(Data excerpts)
○ ○ ○ ○ ○
//! Configuration module for the order lifecycle engine.
//!
//! Provides configuration loading, validation, and environment variable
//! interpolation. Every section is optional; an empty document yields the
//! defaults.
//!
//! # Usage
//!
//! ```rust,ignore
//! use order_lifecycle::config::{Config, load_config};
//!
//! let config = load_config(Some("order-lifecycle.yaml"))?;
//! println!("partitions: {}", config.runtime.partitions);
//! ```

mod aggregation;
mod observability;
mod publisher;
mod runtime;

use serde::{Deserialize, Serialize};
use thiserror::Error;

pub use aggregation::AggregationConfig;
pub use observability::{LoggingConfig, ObservabilityConfig};
pub use publisher::{PublisherConfig, PublisherKind};
pub use runtime::RuntimeConfig;

/// Configuration errors.
#[derive(Debug, Error)]
pub enum ConfigError {
    /// Failed to read configuration file.
    #[error("Failed to read config file '{path}': {source}")]
    ReadError {
        /// Path to the config file.
        path: String,
        /// The underlying IO error.
        source: std::io::Error,
    },

    /// Failed to parse YAML configuration.
    #[error("Failed to parse config YAML: {0}")]
    ParseError(#[from] serde_yaml_bw::Error),

    /// Configuration validation failed.
    #[error("Config validation failed: {0}")]
    ValidationError(String),

    /// Environment interpolation could not run.
    #[error("Environment interpolation failed: {0}")]
    InterpolationError(String),
}

/// Root configuration structure.
#[derive(Debug, Clone, Default, Serialize, Deserialize)]
pub struct Config {
    /// Partitioned runtime configuration.
    #[serde(default)]
    pub runtime: RuntimeConfig,
    /// Fold configuration.
    #[serde(default)]
    pub aggregation: AggregationConfig,
    /// Downstream publisher configuration.
    #[serde(default)]
    pub publisher: PublisherConfig,
    /// Observability configuration.
    #[serde(default)]
    pub observability: ObservabilityConfig,
}

// ============================================
// Configuration Loading
// ============================================

/// Load configuration from a YAML file with environment variable interpolation.
///
/// # Errors
///
/// Returns a `ConfigError` if the file cannot be read, parsed, or validated.
pub fn load_config(path: &str) -> Result<Config, ConfigError> {
    let contents = std::fs::read_to_string(path).map_err(|e| ConfigError::ReadError {
        path: path.to_string(),
        source: e,
    })?;
    load_config_from_string(&contents)
}

/// Load configuration from a YAML string.
///
/// # Errors
///
/// Returns a `ConfigError` if the YAML cannot be parsed or validated.
pub fn load_config_from_string(yaml: &str) -> Result<Config, ConfigError> {
    let interpolated = interpolate_env_vars(yaml)?;
    let config: Config = if interpolated.trim().is_empty() {
        Config::default()
    } else {
        serde_yaml_bw::from_str(&interpolated)?
    };
    validate_config(&config)?;
    Ok(config)
}

/// Interpolate environment variables in a string.
///
/// Supports both `${VAR}` and `${VAR:-default}` syntax. Unset or empty
/// variables without a default become the empty string.
///
/// # Errors
///
/// Returns error if the interpolation pattern cannot be compiled.
pub fn interpolate_env_vars(input: &str) -> Result<String, ConfigError> {
    use std::sync::OnceLock;

    static ENV_VAR_REGEX: OnceLock<Result<regex::Regex, regex::Error>> = OnceLock::new();

    let re = ENV_VAR_REGEX
        .get_or_init(|| regex::Regex::new(r"\$\{([A-Za-z_][A-Za-z0-9_]*)(?::-([^}]*))?\}"))
        .as_ref()
        .map_err(|e| ConfigError::InterpolationError(e.to_string()))?;

    let result = re.replace_all(input, |cap: &regex::Captures<'_>| {
        let default_value = cap.get(2).map(|m| m.as_str());
        match std::env::var(&cap[1]) {
            Ok(v) if !v.is_empty() => v,
            _ => default_value.map_or_else(String::new, str::to_string),
        }
    });

    Ok(result.into_owned())
}

/// Validate configuration values.
fn validate_config(config: &Config) -> Result<(), ConfigError> {
    if config.runtime.partitions == 0 {
        return Err(ConfigError::ValidationError(
            "runtime.partitions must be at least 1".to_string(),
        ));
    }

    if config.runtime.channel_capacity == 0 {
        return Err(ConfigError::ValidationError(
            "runtime.channel_capacity must be at least 1".to_string(),
        ));
    }

    if config.publisher.label.trim().is_empty() {
        return Err(ConfigError::ValidationError(
            "publisher.label must not be empty".to_string(),
        ));
    }

    let valid_formats = ["text", "json"];
    let format = config.observability.logging.format.to_ascii_lowercase();
    if !valid_formats.contains(&format.as_str()) {
        return Err(ConfigError::ValidationError(format!(
            "observability.logging.format must be one of: {valid_formats:?}"
        )));
    }

    Ok(())
}

#[cfg(test)]
mod tests {
    use super::*;
    use crate::domain::order_lifecycle::FillLogPolicy;

    #[test]
    fn test_default_config() {
        let config = Config::default();

        assert_eq!(config.runtime.partitions, 4);
        assert_eq!(config.runtime.channel_capacity, 1024);
        assert_eq!(config.aggregation.fill_log, FillLogPolicy::AppendAll);
        assert_eq!(config.publisher.kind, PublisherKind::Log);
        assert_eq!(config.publisher.label, "LIFECYCLES");
        assert_eq!(config.observability.logging.level, "info");
        assert!(!config.observability.logging.is_json());
    }

    #[test]
    fn test_empty_document_uses_defaults() {
        let config = match load_config_from_string("") {
            Ok(c) => c,
            Err(e) => panic!("should load empty config: {e}"),
        };
        assert_eq!(config.runtime.partitions, 4);
    }

    #[test]
    fn test_load_minimal_config() {
        let yaml = r"
runtime:
  partitions: 2
";

        let config = match load_config_from_string(yaml) {
            Ok(c) => c,
            Err(e) => panic!("should load minimal config: {e}"),
        };
        assert_eq!(config.runtime.partitions, 2);
        assert_eq!(config.runtime.channel_capacity, 1024); // Default value
    }

    #[test]
    fn test_env_var_with_default_when_missing() {
        let input = "kind: ${ORDER_LIFECYCLE_TEST_NONEXISTENT_VAR:-STDOUT}";
        let result = interpolate_env_vars(input).unwrap();
        assert_eq!(result, "kind: STDOUT");
    }

    #[test]
    #[expect(clippy::literal_string_with_formatting_args)] // ${...} is env var syntax, not format args
    fn test_env_var_with_default_uses_existing() {
        let input = "path: ${PATH:-default}";
        let result = interpolate_env_vars(input).unwrap();

        assert_ne!(result, "path: default");
        assert!(result.starts_with("path: "));
    }

    #[test]
    fn test_env_var_without_default_becomes_empty() {
        let input = "label: ${ORDER_LIFECYCLE_TEST_UNLIKELY_TO_EXIST}";
        let result = interpolate_env_vars(input).unwrap();
        assert_eq!(result, "label: ");
    }

    #[test]
    fn test_validation_zero_partitions() {
        let yaml = r"
runtime:
  partitions: 0
";

        let Err(err) = load_config_from_string(yaml) else {
            panic!("expected error for zero partitions");
        };
        assert!(err.to_string().contains("runtime.partitions"));
    }

    #[test]
    fn test_validation_zero_capacity() {
        let yaml = r"
runtime:
  channel_capacity: 0
";

        let Err(err) = load_config_from_string(yaml) else {
            panic!("expected error for zero capacity");
        };
        assert!(err.to_string().contains("channel_capacity"));
    }

    #[test]
    fn test_validation_invalid_log_format() {
        let yaml = r"
observability:
  logging:
    format: pretty
";

        let Err(err) = load_config_from_string(yaml) else {
            panic!("expected error for invalid format");
        };
        assert!(err.to_string().contains("format"));
    }

    #[test]
    fn test_full_config_parse() {
        let yaml = r#"
runtime:
  partitions: 8
  channel_capacity: 64

aggregation:
  fill_log: DEDUPLICATE_BY_ID

publisher:
  kind: STDOUT
  label: "ORDERS"

observability:
  logging:
    level: "debug"
    format: "json"
"#;

        let config = match load_config_from_string(yaml) {
            Ok(c) => c,
            Err(e) => panic!("should load full config: {e}"),
        };

        assert_eq!(config.runtime.partitions, 8);
        assert_eq!(config.runtime.channel_capacity, 64);
        assert_eq!(config.aggregation.fill_log, FillLogPolicy::DeduplicateById);
        assert_eq!(config.publisher.kind, PublisherKind::Stdout);
        assert_eq!(config.publisher.label, "ORDERS");
        assert_eq!(config.observability.logging.level, "debug");
        assert!(config.observability.logging.is_json());
    }

    #[test]
    fn test_load_config_missing_file() {
        let Err(err) = load_config("/definitely/not/here.yaml") else {
            panic!("expected read error");
        };
        assert!(matches!(err, ConfigError::ReadError { .. }));
    }

    #[test]
    fn test_load_config_from_file() {
        use std::io::Write;

        let mut file = tempfile::NamedTempFile::new().unwrap();
        writeln!(file, "publisher:\n  kind: NONE").unwrap();

        let config = load_config(file.path().to_str().unwrap()).unwrap();
        assert_eq!(config.publisher.kind, PublisherKind::None);
    }
}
○ ○ ○ ○ ○
PROBLEM TO WORK ON> Output exactly the leading lines of the data, up to and including the line marked by "read configuration file.".

TASK OUTPUT>
//! Configuration module for the order lifecycle engine.
//!
//! Provides configuration loading, validation, and environment variable
//! interpolation. Every section is optional; an empty document yields the
//! defaults.
//!
//! # Usage
//!
//! ```rust,ignore
//! use order_lifecycle::config::{Config, load_config};
//!
//! let config = load_config(Some("order-lifecycle.yaml"))?;
//! println!("partitions: {}", config.runtime.partitions);
//! ```

mod aggregation;
mod observability;
mod publisher;
mod runtime;

use serde::{Deserialize, Serialize};
use thiserror::Error;

pub use aggregation::AggregationConfig;
pub use observability::{LoggingConfig, ObservabilityConfig};
pub use publisher::{PublisherConfig, PublisherKind};
pub use runtime::RuntimeConfig;

/// Configuration errors.
#[derive(Debug, Error)]
pub enum ConfigError {
    /// Failed to read configuration file.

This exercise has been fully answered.